> [PROVIDED ENTRIES]:
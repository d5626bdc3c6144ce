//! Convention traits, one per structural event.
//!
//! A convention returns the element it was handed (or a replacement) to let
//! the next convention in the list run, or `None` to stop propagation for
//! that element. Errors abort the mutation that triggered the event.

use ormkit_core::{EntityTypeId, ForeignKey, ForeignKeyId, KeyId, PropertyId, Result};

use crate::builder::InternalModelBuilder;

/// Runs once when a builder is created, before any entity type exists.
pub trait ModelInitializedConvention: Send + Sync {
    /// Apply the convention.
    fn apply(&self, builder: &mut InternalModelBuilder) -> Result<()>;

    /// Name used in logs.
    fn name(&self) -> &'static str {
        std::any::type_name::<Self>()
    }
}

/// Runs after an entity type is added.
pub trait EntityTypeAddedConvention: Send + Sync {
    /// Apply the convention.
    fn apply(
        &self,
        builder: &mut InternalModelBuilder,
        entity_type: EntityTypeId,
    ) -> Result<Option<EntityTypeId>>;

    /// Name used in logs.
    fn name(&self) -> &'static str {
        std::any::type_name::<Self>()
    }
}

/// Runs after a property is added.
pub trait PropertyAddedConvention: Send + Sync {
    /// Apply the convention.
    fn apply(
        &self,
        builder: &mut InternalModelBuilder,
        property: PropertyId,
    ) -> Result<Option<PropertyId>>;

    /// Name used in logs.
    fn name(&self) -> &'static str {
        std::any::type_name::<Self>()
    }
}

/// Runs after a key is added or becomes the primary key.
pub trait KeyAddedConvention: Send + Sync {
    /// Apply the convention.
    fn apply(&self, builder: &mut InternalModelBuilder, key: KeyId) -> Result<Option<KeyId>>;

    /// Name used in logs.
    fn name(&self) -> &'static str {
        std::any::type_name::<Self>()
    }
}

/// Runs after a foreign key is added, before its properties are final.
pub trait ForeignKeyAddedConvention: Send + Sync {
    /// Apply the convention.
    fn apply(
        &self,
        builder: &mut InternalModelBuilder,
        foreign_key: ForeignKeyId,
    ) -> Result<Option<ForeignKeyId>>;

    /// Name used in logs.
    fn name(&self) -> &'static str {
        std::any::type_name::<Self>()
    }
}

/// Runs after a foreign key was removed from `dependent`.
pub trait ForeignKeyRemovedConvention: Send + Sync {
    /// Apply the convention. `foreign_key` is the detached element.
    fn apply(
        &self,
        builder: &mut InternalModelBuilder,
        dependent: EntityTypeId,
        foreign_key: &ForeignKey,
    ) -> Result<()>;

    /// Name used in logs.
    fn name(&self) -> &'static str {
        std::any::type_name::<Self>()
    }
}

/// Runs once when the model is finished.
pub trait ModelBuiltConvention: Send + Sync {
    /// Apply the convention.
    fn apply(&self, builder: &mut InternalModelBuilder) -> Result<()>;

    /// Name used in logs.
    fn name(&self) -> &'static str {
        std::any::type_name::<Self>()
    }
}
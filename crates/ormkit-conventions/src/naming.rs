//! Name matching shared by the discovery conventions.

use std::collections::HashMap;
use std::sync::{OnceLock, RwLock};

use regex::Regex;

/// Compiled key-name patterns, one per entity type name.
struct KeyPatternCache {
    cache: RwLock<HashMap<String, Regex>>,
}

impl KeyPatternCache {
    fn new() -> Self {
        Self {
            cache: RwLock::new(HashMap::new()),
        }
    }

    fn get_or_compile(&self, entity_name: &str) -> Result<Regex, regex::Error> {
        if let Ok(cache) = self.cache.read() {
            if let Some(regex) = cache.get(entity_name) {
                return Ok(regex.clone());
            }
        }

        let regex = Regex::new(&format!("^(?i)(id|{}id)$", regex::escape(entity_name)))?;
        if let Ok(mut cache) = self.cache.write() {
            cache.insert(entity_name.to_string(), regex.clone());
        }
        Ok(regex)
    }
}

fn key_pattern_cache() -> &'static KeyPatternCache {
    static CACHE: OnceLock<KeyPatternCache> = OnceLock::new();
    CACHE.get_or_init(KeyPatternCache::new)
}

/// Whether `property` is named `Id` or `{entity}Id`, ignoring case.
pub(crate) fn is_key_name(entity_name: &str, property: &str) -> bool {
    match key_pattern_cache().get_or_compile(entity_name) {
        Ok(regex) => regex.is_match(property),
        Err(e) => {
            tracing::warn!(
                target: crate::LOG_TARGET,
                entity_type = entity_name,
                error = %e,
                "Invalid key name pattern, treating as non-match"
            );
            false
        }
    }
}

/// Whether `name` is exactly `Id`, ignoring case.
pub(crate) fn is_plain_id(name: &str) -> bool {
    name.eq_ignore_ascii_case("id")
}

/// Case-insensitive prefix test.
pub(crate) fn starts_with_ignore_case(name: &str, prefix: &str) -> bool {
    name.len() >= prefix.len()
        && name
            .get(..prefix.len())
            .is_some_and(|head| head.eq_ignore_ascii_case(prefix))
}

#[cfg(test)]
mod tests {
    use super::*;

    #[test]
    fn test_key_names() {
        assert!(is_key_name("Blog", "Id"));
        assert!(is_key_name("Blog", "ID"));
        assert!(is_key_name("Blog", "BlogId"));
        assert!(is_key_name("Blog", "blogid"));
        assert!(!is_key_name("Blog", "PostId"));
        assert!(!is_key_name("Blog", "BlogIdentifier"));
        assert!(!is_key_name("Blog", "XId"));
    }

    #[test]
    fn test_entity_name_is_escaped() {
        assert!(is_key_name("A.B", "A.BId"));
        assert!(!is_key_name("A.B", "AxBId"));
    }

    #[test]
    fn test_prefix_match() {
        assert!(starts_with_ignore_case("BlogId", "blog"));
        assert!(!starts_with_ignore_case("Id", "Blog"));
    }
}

> [ACTIVITY]: For the records above, give the number of lines containing the string "PropertyId" and no other words.

> [COMPLETED TASK]: 3